Hace cuatro años Sara Pérez, natural de Boiro (A Coruña), no había empezado a tatuar profesionalmente. Hace año y medio no tenía una cuenta en redes sociales para mostrar su trabajo. Sin embargo, hoy suma 24.600 seguidores en Instagram y la última vez que abrió su agenda recibió 1.300 mensajes en cuestión de minutos.
Su estilo «micro realista», con tatuajes de trazo muy fino, han hecho que se interesen por su trabajo en estudios de fuera de Galicia o que hayan acudido a ella desde conocidos influencershasta Ana Peleteiro, quien acudió junto a sus padres para tatuarse juntos unos aros olímpicos.
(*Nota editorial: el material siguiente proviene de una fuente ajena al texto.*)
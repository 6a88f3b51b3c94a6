//! Program runtime
//!
//! Programs are registered by id and invoked with an [`InvokeContext`] that
//! exposes the ledger state, the clock, signer privileges and cross-program
//! invocation. Signer privilege for a derived address is granted by passing
//! its seeds to [`InvokeContext::invoke_signed`] or the token helpers.

use crate::{
    account::AccountState,
    instruction::{AccountMeta, Instruction},
    ledger::LedgerState,
    token::{Mint, TokenAccount},
    EscrowError, EscrowResult,
};
use serde::Serialize;
use solana_pubkey::Pubkey;
use std::{
    collections::{HashMap, HashSet},
    sync::Arc,
};
use tracing::{debug, trace};

/// Deepest allowed chain of nested invocations, counting the top level
pub const MAX_INVOKE_DEPTH: usize = 4;

/// Largest return data a program may set
pub const MAX_RETURN_DATA: usize = 1024;

pub trait Program: Send + Sync {
    fn program_id(&self) -> Pubkey;

    fn process(
        &self,
        ctx: &mut InvokeContext<'_>,
        accounts: &[AccountMeta],
        data: &[u8],
    ) -> EscrowResult<()>;
}

/// Programs known to a ledger
#[derive(Clone, Default)]
pub struct ProgramRegistry {
    programs: HashMap<Pubkey, Arc<dyn Program>>,
}

impl ProgramRegistry {
    pub fn new() -> Self {
        Self::default()
    }

    pub fn register(&mut self, program: Arc<dyn Program>) {
        debug!("Registering program {}", program.program_id());
        self.programs.insert(program.program_id(), program);
    }

    pub fn with_program(mut self, program: Arc<dyn Program>) -> Self {
        self.register(program);
        self
    }

    pub fn get(&self, program_id: &Pubkey) -> EscrowResult<Arc<dyn Program>> {
        self.programs
            .get(program_id)
            .cloned()
            .ok_or(EscrowError::UnknownProgram {
                program_id: *program_id,
            })
    }

    /// Run a top-level instruction against `state`
    pub(crate) fn execute(
        &self,
        state: &mut LedgerState,
        ix: &Instruction,
        signers: &HashSet<Pubkey>,
    ) -> EscrowResult<()> {
        let mut granted = HashSet::new();
        for meta in ix.accounts.iter().filter(|m| m.is_signer) {
            if !signers.contains(&meta.pubkey) {
                return Err(EscrowError::MissingSignature {
                    account: meta.pubkey,
                });
            }
            granted.insert(meta.pubkey);
        }

        let program = self.get(&ix.program_id)?;
        let mut ctx = InvokeContext {
            state,
            registry: self,
            program_id: ix.program_id,
            signers: granted,
            depth: 1,
            return_data: None,
        };
        program.process(&mut ctx, &ix.accounts, &ix.data)
    }
}

/// Execution context of one program invocation
pub struct InvokeContext<'a> {
    state: &'a mut LedgerState,
    registry: &'a ProgramRegistry,
    program_id: Pubkey,
    signers: HashSet<Pubkey>,
    depth: usize,
    return_data: Option<Vec<u8>>,
}

impl<'a> InvokeContext<'a> {
    pub fn program_id(&self) -> Pubkey {
        self.program_id
    }

    pub fn unix_timestamp(&self) -> i64 {
        self.state.unix_timestamp()
    }

    pub fn depth(&self) -> usize {
        self.depth
    }

    pub fn is_signer(&self, account: &Pubkey) -> bool {
        self.signers.contains(account)
    }

    pub fn require_signer(&self, account: &Pubkey) -> EscrowResult<()> {
        if self.is_signer(account) {
            Ok(())
        } else {
            Err(EscrowError::MissingSignature { account: *account })
        }
    }

    pub fn account_exists(&self, address: &Pubkey) -> bool {
        self.state.account(address).is_some()
    }

    pub fn lamports(&self, address: &Pubkey) -> u64 {
        self.state.lamports(address)
    }

    pub fn owner(&self, address: &Pubkey) -> Option<Pubkey> {
        self.state.account(address).map(|a| a.owner)
    }

    /// Lamports above the rent-exempt minimum of the account's current size
    pub fn spendable_lamports(&self, address: &Pubkey) -> u64 {
        self.state.account(address).map_or(0, |a| {
            a.lamports
                .saturating_sub(crate::account::rent_exempt_minimum(a.data.len()))
        })
    }

    /// Decode any account as `T`
    pub fn load<T: AccountState>(&self, address: &Pubkey) -> EscrowResult<T> {
        self.state.read_state(address)
    }

    /// Decode an account that must belong to the executing program
    pub fn load_owned<T: AccountState>(&self, address: &Pubkey) -> EscrowResult<T> {
        self.require_owned(address)?;
        self.load(address)
    }

    fn require_owned(&self, address: &Pubkey) -> EscrowResult<()> {
        match self.owner(address) {
            Some(owner) if owner == self.program_id => Ok(()),
            Some(owner) => Err(EscrowError::invalid_account(format!(
                "{} is owned by {}, not {}",
                address, owner, self.program_id
            ))),
            None => Err(EscrowError::AccountNotFound { address: *address }),
        }
    }

    /// Whether the program may spend lamports out of `account`
    fn can_debit(&self, account: &Pubkey) -> bool {
        match self.owner(account) {
            Some(owner) if owner == self.program_id => true,
            Some(owner) => owner == crate::address::SYSTEM_PROGRAM_ID && self.is_signer(account),
            None => false,
        }
    }

    fn require_debit(&self, account: &Pubkey) -> EscrowResult<()> {
        if self.can_debit(account) {
            Ok(())
        } else {
            Err(EscrowError::unauthorized(
                *account,
                "cannot spend lamports of this account",
            ))
        }
    }

    /// Allocate a program-owned account holding `state`, rent paid by `payer`
    pub fn create_account<T: AccountState>(
        &mut self,
        payer: &Pubkey,
        address: &Pubkey,
        state: &T,
    ) -> EscrowResult<()> {
        self.require_debit(payer)?;
        let data = state.to_account_data()?;
        self.state
            .create_account(payer, address, self.program_id, data)
    }

    pub fn store<T: AccountState>(&mut self, address: &Pubkey, state: &T) -> EscrowResult<()> {
        self.require_owned(address)?;
        let data = state.to_account_data()?;
        self.state.set_data(address, data)
    }

    /// Close a program-owned account, sending its lamports to `destination`
    pub fn close_account(&mut self, address: &Pubkey, destination: &Pubkey) -> EscrowResult<u64> {
        self.require_owned(address)?;
        self.state.close_account(address, destination)
    }

    pub fn transfer_lamports(&mut self, from: &Pubkey, to: &Pubkey, amount: u64) -> EscrowResult<()> {
        self.require_debit(from)?;
        self.state.transfer(from, to, amount)
    }

    /// Append a structured event to the ledger journal
    pub fn emit<E: Serialize>(&mut self, name: &str, event: &E) -> EscrowResult<()> {
        let data = serde_json::to_value(event)?;
        trace!("Program {} emitted {}", self.program_id, name);
        self.state.push_event(self.program_id, name, data);
        Ok(())
    }

    pub fn set_return_data(&mut self, data: Vec<u8>) -> EscrowResult<()> {
        if data.len() > MAX_RETURN_DATA {
            return Err(EscrowError::PayloadTooLarge {
                size: data.len(),
                limit: MAX_RETURN_DATA,
            });
        }
        self.return_data = Some(data);
        Ok(())
    }

    pub fn take_return_data(&mut self) -> Option<Vec<u8>> {
        self.return_data.take()
    }

    fn signs_for(&self, account: &Pubkey, signer_seeds: &[&[&[u8]]]) -> bool {
        self.is_signer(account)
            || signer_seeds.iter().any(|seeds| {
                Pubkey::create_program_address(seeds, &self.program_id)
                    .map_or(false, |derived| derived == *account)
            })
    }

    /// Invoke another program with this context's signer privileges
    pub fn invoke(&mut self, ix: &Instruction) -> EscrowResult<Option<Vec<u8>>> {
        self.invoke_signed(ix, &[])
    }

    /// Invoke another program, additionally signing for the addresses the
    /// executing program derives from `signer_seeds`.
    ///
    /// Returns the return data the callee set, if any.
    pub fn invoke_signed(
        &mut self,
        ix: &Instruction,
        signer_seeds: &[&[&[u8]]],
    ) -> EscrowResult<Option<Vec<u8>>> {
        if self.depth >= MAX_INVOKE_DEPTH {
            return Err(EscrowError::invalid_instruction(format!(
                "invocation depth limit of {} reached",
                MAX_INVOKE_DEPTH
            )));
        }

        let mut granted = HashSet::new();
        for meta in ix.accounts.iter().filter(|m| m.is_signer) {
            if !self.signs_for(&meta.pubkey, signer_seeds) {
                return Err(EscrowError::MissingSignature {
                    account: meta.pubkey,
                });
            }
            granted.insert(meta.pubkey);
        }

        let program = self.registry.get(&ix.program_id)?;
        debug!(
            "Invoking {} from {} at depth {}",
            ix.program_id,
            self.program_id,
            self.depth + 1
        );
        let mut callee = InvokeContext {
            state: &mut *self.state,
            registry: self.registry,
            program_id: ix.program_id,
            signers: granted,
            depth: self.depth + 1,
            return_data: None,
        };
        program.process(&mut callee, &ix.accounts, &ix.data)?;
        Ok(callee.return_data)
    }

    pub fn mint(&self, address: &Pubkey) -> EscrowResult<Mint> {
        self.state.mint(address)
    }

    pub fn token_account(&self, address: &Pubkey) -> EscrowResult<TokenAccount> {
        self.state.token_account(address)
    }

    /// Create the associated token account of `(owner, mint)`
    pub fn create_associated_token_account(
        &mut self,
        payer: &Pubkey,
        owner: &Pubkey,
        mint: &Pubkey,
    ) -> EscrowResult<Pubkey> {
        self.require_debit(payer)?;
        self.state.create_token_account(payer, owner, mint)
    }

    /// Like [`Self::create_associated_token_account`] but succeeds when the
    /// account already exists
    pub fn ensure_associated_token_account(
        &mut self,
        payer: &Pubkey,
        owner: &Pubkey,
        mint: &Pubkey,
    ) -> EscrowResult<Pubkey> {
        let address = crate::address::associated_token_address(owner, mint);
        match self.state.account(&address) {
            Some(_) => {
                let existing = self.token_account(&address)?;
                if existing.owner != *owner || existing.mint != *mint {
                    return Err(EscrowError::invalid_account(format!(
                        "{} is not the token account of {} for mint {}",
                        address, owner, mint
                    )));
                }
                Ok(address)
            }
            None => self.create_associated_token_account(payer, owner, mint),
        }
    }

    fn require_token_authority(
        &self,
        account: &Pubkey,
        authority: &Pubkey,
        signer_seeds: &[&[&[u8]]],
    ) -> EscrowResult<TokenAccount> {
        let state = self.token_account(account)?;
        if state.owner != *authority {
            return Err(EscrowError::unauthorized(
                *authority,
                format!("not the owner of token account {}", account),
            ));
        }
        if !self.signs_for(authority, signer_seeds) {
            return Err(EscrowError::MissingSignature {
                account: *authority,
            });
        }
        Ok(state)
    }

    /// Move tokens between accounts of `mint`, with decimals checked
    #[allow(clippy::too_many_arguments)]
    pub fn transfer_checked(
        &mut self,
        from: &Pubkey,
        to: &Pubkey,
        authority: &Pubkey,
        mint: &Pubkey,
        amount: u64,
        decimals: u8,
        signer_seeds: &[&[&[u8]]],
    ) -> EscrowResult<()> {
        self.require_token_authority(from, authority, signer_seeds)?;
        self.state.transfer_tokens(from, to, mint, amount, decimals)
    }

    /// Close an empty token account, returning its rent to `destination`
    pub fn close_token_account(
        &mut self,
        account: &Pubkey,
        destination: &Pubkey,
        authority: &Pubkey,
        signer_seeds: &[&[&[u8]]],
    ) -> EscrowResult<u64> {
        self.require_token_authority(account, authority, signer_seeds)?;
        self.state.close_token_account(account, destination)
    }
}

/// Sequential reader over an instruction's accounts
pub struct AccountCursor<'a> {
    accounts: &'a [AccountMeta],
    pos: usize,
}

impl<'a> AccountCursor<'a> {
    pub fn new(accounts: &'a [AccountMeta]) -> Self {
        Self { accounts, pos: 0 }
    }

    pub fn next(&mut self) -> EscrowResult<&'a AccountMeta> {
        let account = self.accounts.get(self.pos).ok_or_else(|| {
            EscrowError::invalid_instruction(format!(
                "expected at least {} accounts, got {}",
                self.pos + 1,
                self.accounts.len()
            ))
        })?;
        self.pos += 1;
        Ok(account)
    }

    pub fn next_signer(&mut self) -> EscrowResult<&'a AccountMeta> {
        let account = self.next()?;
        if !account.is_signer {
            return Err(EscrowError::MissingSignature {
                account: account.pubkey,
            });
        }
        Ok(account)
    }

    pub fn next_writable(&mut self) -> EscrowResult<&'a AccountMeta> {
        let account = self.next()?;
        if !account.is_writable {
            return Err(EscrowError::invalid_account(format!(
                "{} must be writable",
                account.pubkey
            )));
        }
        Ok(account)
    }

    /// Next account, which must be `expected`
    pub fn next_address(&mut self, expected: &Pubkey) -> EscrowResult<&'a AccountMeta> {
        let account = self.next()?;
        if account.pubkey != *expected {
            return Err(EscrowError::invalid_account(format!(
                "expected {}, got {}",
                expected, account.pubkey
            )));
        }
        Ok(account)
    }

    /// Accounts not consumed yet
    pub fn remaining(&self) -> &'a [AccountMeta] {
        &self.accounts[self.pos.min(self.accounts.len())..]
    }
}
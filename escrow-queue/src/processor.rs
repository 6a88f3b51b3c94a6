//! Task queue program
//!
//! Slot allocation, trigger evaluation, crank execution and stale
//! reclamation. Every handler validates against the queue state loaded
//! inside the transaction, so occupancy checks happen at commit time.

use crate::{
    instruction::{
        InitializeQueueConfigArgs, InitializeTaskQueueArgs, QueueTaskArgs, TaskIdArgs,
        UpdateQueueConfigArgs, UpdateTaskQueueArgs, ADD_QUEUE_AUTHORITY, INITIALIZE_QUEUE_CONFIG,
        INITIALIZE_TASK_QUEUE, QUEUE_TASK, RECLAIM_STALE_TASK, REMOVE_QUEUE_AUTHORITY, RUN_TASK,
        UPDATE_QUEUE_CONFIG, UPDATE_TASK_QUEUE,
    },
    state::{
        QueueConfig, RunTaskReturn, Task, TaskBitmap, TaskPayload, TaskQueue, TaskQueueAuthority,
        TaskQueueNameMapping, Trigger,
    },
    MAX_DESCRIPTION_LEN, MAX_QUEUE_CAPACITY, MAX_QUEUE_NAME_LEN, TASK_QUEUE_PROGRAM_ID,
};
use escrow_core::{
    address::{
        instruction_discriminator, queue_config_address, task_address, task_queue_address,
        task_queue_authority_address, task_queue_name_mapping_address,
    },
    instruction::{decode_args, split_discriminator},
    rent_exempt_minimum, AccountCursor, AccountMeta, AccountState, EscrowError, EscrowResult,
    InvokeContext, Program, Pubkey,
};
use serde::Serialize;
use tracing::{debug, info, warn};

#[derive(Debug, Clone, Serialize)]
struct TaskQueuedEvent {
    task_queue: Pubkey,
    task: Pubkey,
    id: u16,
    eligible_at: i64,
    crank_reward: u64,
    description: String,
}

#[derive(Debug, Clone, Serialize)]
struct TaskRanEvent {
    task_queue: Pubkey,
    task: Pubkey,
    id: u16,
    crank_turner: Pubkey,
    crank_reward: u64,
    follow_on_ids: Vec<u16>,
}

#[derive(Debug, Clone, Serialize)]
struct TaskReclaimedEvent {
    task_queue: Pubkey,
    task: Pubkey,
    id: u16,
    age: i64,
    rent_refund: Pubkey,
    lamports: u64,
}

#[derive(Debug, Clone, Serialize)]
struct TaskQueueInitializedEvent {
    task_queue: Pubkey,
    id: u32,
    name: String,
    capacity: u16,
}

/// Who funds a new task account
enum TaskFunding {
    /// A signer pays rent and reward and receives the rent back
    Payer(Pubkey),
    /// Follow-on tasks draw on the queue's own deposit
    QueueDeposit { rent_refund: Pubkey },
}

/// Fields of a task about to be placed in a slot
struct NewTask {
    id: u16,
    trigger: Trigger,
    payload: TaskPayload,
    crank_reward: Option<u64>,
    free_tasks: u8,
    description: String,
}

pub struct TaskQueueProgram;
Así, esta joven boirense de tan solo 23 años ha pasado de dedicarse al maquillaje a triunfar como tatuadora, abriendo su propio estudio en Cabo de Cruz, en su Boiro natal. «Estou cumplindo un soño: fago as tatuaxes co estilo que a min me gusta, tratando sempre de que todos sexan especiais, e estou moi contenta cos clientes que teño», celebra Sara Pérez en una entrevista concedida a Quincemil.
A Sara Pérez siempre le gustó -y se le dio bien- dibujar, pero de pequeña ni se había planteado ser tatuadora: en aquel momento no había ninguna referencia, más allá de tatuajes callejeros o de marineros, estilos que no le gustaban demasiado.
Un día, sin embargo, vio la luz en una charla en la que preguntaban a los alumnos qué era aquello a lo que se querían dedicar, aquello que los hacías felices. «A min o único que me fai feliz é debuxar», pensó entonces.

Tras estos primeros trabajos, Pérez empezó a investigar para dar con la forma más adecuada de plasmar el estilo que a ella le gustaba, con trazos muy finos: el «micro realismo».

Con su estilo ya muy definido se decidió a empezar a subir sus creaciones a su cuenta personal, donde hasta el momento tan solo había compartido trabajos de maquillaje. Sus creaciones hicieron que el estudio pontevedrés Pxa Body Art decidiese contar con ella.
En marzo de 2020 llegó un importante punto de inflexión: Sara Pérez abrió una cuenta de Instagram exclusivamente para mostrar sus tatuajes, @sarapereztattoo, que tuvo un éxito inmediato.
«Fixen o Instagram en plena cuarentena e cinco meses despois xa tiña 8.000 seguidores», relata la tatuadora, quien por aquel entonces abría su agenda cada tres meses y cogía a los primeros que le escribían hasta llenar esos tres meses.
Sin embargo, cada nueva apertura de agenda había más y más gente que se quedaba fuera: si abría a las 12:00 horas, los correos que llegaban un minuto más tarde ya no conseguían su cita.
Una vez en ese punto, Sara lo vio claro: ya tenía trabajo asegurado para varios meses -e incluso años- y podía lanzarse a abrir su propio estudio.
Su estudio lleva abierto en Boiro desde el pasado mes de julio y cuenta con tres cabinas donde, además de trabajar ella misma, también se ponen piercings y planea traer a profesionales de otras partes de España para tatuar como invitados.
Hace escasos dos meses Ana Peleteiro acudió a su estudio con sus padres para conmemorar su medalla de bronce en los Juegos Olímpicos de Tokyo tatuándose los tres los aros olímpicos.
Ahora cuenta con 24.600 seguidores en Instagram y el pasado mes de septiembre, la última vez que abrió su agenda, recibió una auténtica avalancha de peticiones.
En media hora recibió nada menos que 1.300 mensajes, aunque hay trampa: «En moitas mensaxes piden cita para máis dun e incluso para catro ou cinco». Sara hizo el cálculo y, de cerrar todas esas citas, estaría ocupada hasta mediados de 2023.